**What to do**
Would you count how many lines of the material below hold the string "Completed"? Give only the number.

**Exercise data**
◇ ◇ ◇ ◇ ◇ ◇ ◇

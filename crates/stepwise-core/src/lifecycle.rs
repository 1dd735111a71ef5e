//! Typed subtask lifecycle.
//!
//! `Lifecycle<P>` wraps a `Subtask` and exposes only the transitions that are
//! legal from phase `P`:
//!
//! ```text
//! Pending -> InfoGathering -> Executing -> Validating -> Completed
//!                                 |            |
//!                                 v            v
//!                                Failed <------+
//!                                 |
//!                                 +--(retry)--> Executing
//! ```
//!
//! Context can only be appended while `Pending` or `InfoGathering`; once a
//! subtask reaches `Executing` its context is frozen for good, including
//! across retries.

use std::marker::PhantomData;

use chrono::Utc;

use crate::attempts::Attempts;
use crate::context::ContextEntry;
use crate::error::CoreError;
use crate::execution::{ExecutionMode, ExecutionResult};
use crate::subtask::{ErrorKind, Failure, FailureKind, StateTransition, Subtask, SubtaskState};
use crate::validation::ValidationReport;

mod sealed {
    pub trait Sealed {}
}

pub trait Phase: sealed::Sealed {
    const STATE: SubtaskState;
}

/// Phases in which a run-level cancellation can interrupt the subtask.
pub trait Active: Phase {}

macro_rules! phase {
    ($name:ident, $state:expr) => {
        #[derive(Debug)]
        pub struct $name;

        impl sealed::Sealed for $name {}

        impl Phase for $name {
            const STATE: SubtaskState = $state;
        }
    };
}

phase!(Pending, SubtaskState::Pending);
phase!(InfoGathering, SubtaskState::InfoGathering);
phase!(Executing, SubtaskState::Executing);
phase!(Validating, SubtaskState::Validating);
phase!(Completed, SubtaskState::Completed);
phase!(Failed, SubtaskState::Failed);

impl Active for InfoGathering {}
impl Active for Executing {}
impl Active for Validating {}

#[derive(Debug)]
pub struct Lifecycle<P: Phase> {
    subtask: Subtask,
    retries: Attempts,
    _phase: PhantomData<P>,
}

impl<P: Phase> Lifecycle<P> {
    pub fn subtask(&self) -> &Subtask {
        &self.subtask
    }

    pub fn into_subtask(self) -> Subtask {
        self.subtask
    }

    pub fn state(&self) -> SubtaskState {
        P::STATE
    }

    pub fn retries_left(&self) -> u32 {
        self.retries.remaining()
    }

    pub fn record_error(&mut self, kind: ErrorKind, message: impl Into<String>) {
        self.subtask.record_error(kind, message);
    }

    fn transition<Q: Phase>(mut self) -> Lifecycle<Q> {
        let now = Utc::now();
        self.subtask.history.push(StateTransition {
            from: P::STATE,
            to: Q::STATE,
            at: now,
        });
        self.subtask.state = Q::STATE;
        self.subtask.updated_at = now;
        Lifecycle {
            subtask: self.subtask,
            retries: self.retries,
            _phase: PhantomData,
        }
    }

    fn push_context(&mut self, entry: ContextEntry) {
        self.subtask.context.push(entry);
        self.subtask.updated_at = Utc::now();
    }

    fn into_failed(mut self, kind: FailureKind, message: impl Into<String>) -> Lifecycle<Failed> {
        self.subtask.failure = Some(Failure {
            kind,
            message: message.into(),
        });
        self.transition()
    }
}

impl<P: Active> Lifecycle<P> {
    /// Stop the subtask where it stands. A cancelled subtask is never retried.
    pub fn cancel(mut self) -> Lifecycle<Failed> {
        self.retries.exhaust();
        self.into_failed(FailureKind::Cancelled, "cancelled")
    }
}

impl Lifecycle<Pending> {
    /// Take ownership of a subtask that has not started yet.
    pub fn new(subtask: Subtask, retry_budget: u32) -> Result<Self, CoreError> {
        if subtask.state != SubtaskState::Pending {
            return Err(CoreError::UnexpectedState {
                expected: SubtaskState::Pending.to_string(),
                found: subtask.state.to_string(),
            });
        }
        Ok(Self {
            subtask,
            retries: Attempts::up_to(retry_budget),
            _phase: PhantomData,
        })
    }

    /// Initial context (requirement, preceding result) before gathering.
    pub fn seed(&mut self, entry: ContextEntry) {
        self.push_context(entry);
    }

    pub fn begin_info_gathering(self) -> Lifecycle<InfoGathering> {
        self.transition()
    }
}

impl Lifecycle<InfoGathering> {
    pub fn append_context(&mut self, entry: ContextEntry) {
        self.push_context(entry);
    }

    pub fn begin_execution(self) -> Lifecycle<Executing> {
        let mut next: Lifecycle<Executing> = self.transition();
        next.subtask.attempts += 1;
        next
    }
}

impl Lifecycle<Executing> {
    /// Record the chosen mode. The mode is set once per subtask and reused by
    /// retries.
    pub fn record_mode(&mut self, mode: ExecutionMode) -> Result<(), CoreError> {
        if let Some(existing) = self.subtask.mode {
            return Err(CoreError::ModeAlreadyRecorded(existing.to_string()));
        }
        self.subtask.mode = Some(mode);
        self.subtask.updated_at = Utc::now();
        Ok(())
    }

    /// Store the result envelope. A successful result moves on to
    /// validation; a failed one fails the attempt.
    pub fn finish_execution(
        mut self,
        result: ExecutionResult,
    ) -> Result<Lifecycle<Validating>, Lifecycle<Failed>> {
        let success = result.success;
        let mode = result.mode;
        let error = result.error.clone().unwrap_or_default();
        self.subtask.result = Some(result);
        if success {
            return Ok(self.transition());
        }
        let (kind, error_kind) = match mode {
            ExecutionMode::Tool => (FailureKind::ToolExecution, ErrorKind::ToolExecution),
            ExecutionMode::Generated => (FailureKind::Generation, ErrorKind::Generation),
        };
        self.record_error(error_kind, error.clone());
        Err(self.into_failed(kind, error))
    }

    pub fn fail(mut self, kind: FailureKind, message: impl Into<String>) -> Lifecycle<Failed> {
        let message = message.into();
        let error_kind = match kind {
            FailureKind::ToolExecution => Some(ErrorKind::ToolExecution),
            FailureKind::Generation => Some(ErrorKind::Generation),
            FailureKind::Dispatch => Some(ErrorKind::Dispatch),
            FailureKind::ValidationRejected | FailureKind::Cancelled => None,
        };
        if let Some(error_kind) = error_kind {
            self.record_error(error_kind, message.clone());
        }
        self.into_failed(kind, message)
    }
}

impl Lifecycle<Validating> {
    /// Complete the subtask. `None` means validation was configured off.
    pub fn accept(mut self, report: Option<ValidationReport>) -> Lifecycle<Completed> {
        if let Some(report) = report {
            self.subtask.reports.push(report);
        }
        self.transition()
    }

    pub fn reject(mut self, report: ValidationReport) -> Lifecycle<Failed> {
        let message = if report.narrative.is_empty() {
            "validation rejected the result".to_string()
        } else {
            report.narrative.clone()
        };
        self.subtask.reports.push(report);
        self.into_failed(FailureKind::ValidationRejected, message)
    }
}

impl Lifecycle<Failed> {
    pub fn failure(&self) -> Option<&Failure> {
        self.subtask.failure.as_ref()
    }

    pub fn can_retry(&self) -> bool {
        let cancelled = matches!(
            self.subtask.failure,
            Some(Failure {
                kind: FailureKind::Cancelled,
                ..
            })
        );
        !self.retries.is_exhausted() && !cancelled
    }

    /// Re-enter `Executing` with the same frozen context. Returns the
    /// unchanged failed lifecycle when the budget is spent or the failure was
    /// a cancellation.
    pub fn retry(mut self) -> Result<Lifecycle<Executing>, Lifecycle<Failed>> {
        if !self.can_retry() || self.retries.next().is_none() {
            return Err(self);
        }
        let mut next: Lifecycle<Executing> = self.transition();
        next.subtask.attempts += 1;
        next.subtask.failure = None;
        next.subtask.result = None;
        Ok(next)
    }
}

#[cfg(test)]
mod tests {
    use super::*;
    use crate::info::InfoKind;
    use crate::subtask::SubtaskSpec;

    fn pending(retries: u32) -> Lifecycle<Pending> {
        let st = Subtask::new("run-1", 0, &SubtaskSpec::new("write hello.txt"));
        Lifecycle::new(st, retries).unwrap()
    }

    #[test]
    fn happy_path_records_every_state() {
        let mut lc = pending(1);
        lc.seed(ContextEntry::requirement("produce a hello-world file"));
        let mut lc = lc.begin_info_gathering();
        lc.append_context(ContextEntry::gathered(1, InfoKind::UserData, "hello.txt"));
        let mut lc = lc.begin_execution();
        lc.record_mode(ExecutionMode::Tool).unwrap();
        let lc = lc
            .finish_execution(ExecutionResult::succeeded(ExecutionMode::Tool, "wrote 12 bytes"))
            .unwrap();
        let done = lc.accept(None).into_subtask();

        assert_eq!(done.state(), SubtaskState::Completed);
        assert_eq!(done.context().len(), 2);
        assert_eq!(done.attempts(), 1);
        assert!(done.visited(SubtaskState::Executing));
        assert!(done.visited(SubtaskState::Validating));
        assert_eq!(done.payload(), Some("wrote 12 bytes"));
        assert!(done.reports().is_empty());
    }

    #[test]
    fn new_rejects_started_subtask() {
        let lc = pending(0).begin_info_gathering();
        let st = lc.into_subtask();
        let err = Lifecycle::new(st, 1).unwrap_err();
        assert!(matches!(err, CoreError::UnexpectedState { .. }));
    }

    #[test]
    fn mode_is_set_once() {
        let mut lc = pending(0).begin_info_gathering().begin_execution();
        lc.record_mode(ExecutionMode::Generated).unwrap();
        let err = lc.record_mode(ExecutionMode::Tool).unwrap_err();
        assert!(matches!(err, CoreError::ModeAlreadyRecorded(_)));
        assert_eq!(lc.subtask().mode(), Some(ExecutionMode::Generated));
    }

    #[test]
    fn failed_tool_result_fails_attempt() {
        let lc = pending(0).begin_info_gathering().begin_execution();
        let failed = lc
            .finish_execution(ExecutionResult::failed(ExecutionMode::Tool, "unknown tool"))
            .unwrap_err();
        assert_eq!(failed.failure().unwrap().kind, FailureKind::ToolExecution);
        assert_eq!(failed.subtask().errors().len(), 1);
        assert!(!failed.can_retry());
    }

    #[test]
    fn retry_keeps_context_and_mode() {
        let mut lc = pending(1);
        lc.seed(ContextEntry::requirement("req"));
        let mut lc = lc.begin_info_gathering().begin_execution();
        lc.record_mode(ExecutionMode::Generated).unwrap();
        let validating = lc
            .finish_execution(ExecutionResult::succeeded(ExecutionMode::Generated, "draft"))
            .unwrap();
        let report = ValidationReport::automated(1, false, 0.2, vec![], vec![], "too short");
        let failed = validating.reject(report);
        let before = failed.subtask().context().clone();

        let again = failed.retry().unwrap();
        assert_eq!(again.subtask().context(), &before);
        assert_eq!(again.subtask().mode(), Some(ExecutionMode::Generated));
        assert_eq!(again.subtask().attempts(), 2);
        assert_eq!(again.retries_left(), 0);
        assert!(again.subtask().result().is_none());
        assert_eq!(again.subtask().reports().len(), 1);

        let failed = again.fail(FailureKind::Dispatch, "bad tool call");
        let failed = failed.retry().unwrap_err();
        assert_eq!(failed.state(), SubtaskState::Failed);
    }

    #[test]
    fn cancelled_subtask_cannot_retry() {
        let lc = pending(3).begin_info_gathering();
        let failed = lc.cancel();
        assert_eq!(failed.failure().unwrap().kind, FailureKind::Cancelled);
        assert!(!failed.can_retry());
        assert!(failed.retry().is_err());
    }

    #[test]
    fn rejected_report_is_kept() {
        let lc = pending(0).begin_info_gathering().begin_execution();
        let validating = lc
            .finish_execution(ExecutionResult::succeeded(ExecutionMode::Generated, "x"))
            .unwrap();
        let failed =
            validating.reject(ValidationReport::automated(1, false, 0.1, vec![], vec![], ""));
        let st = failed.into_subtask();
        assert_eq!(st.reports().len(), 1);
        assert_eq!(st.failure().unwrap().message, "validation rejected the result");
    }
}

◇ ◇ ◇ ◇ ◇ ◇ ◇

**Response to this exercise**
4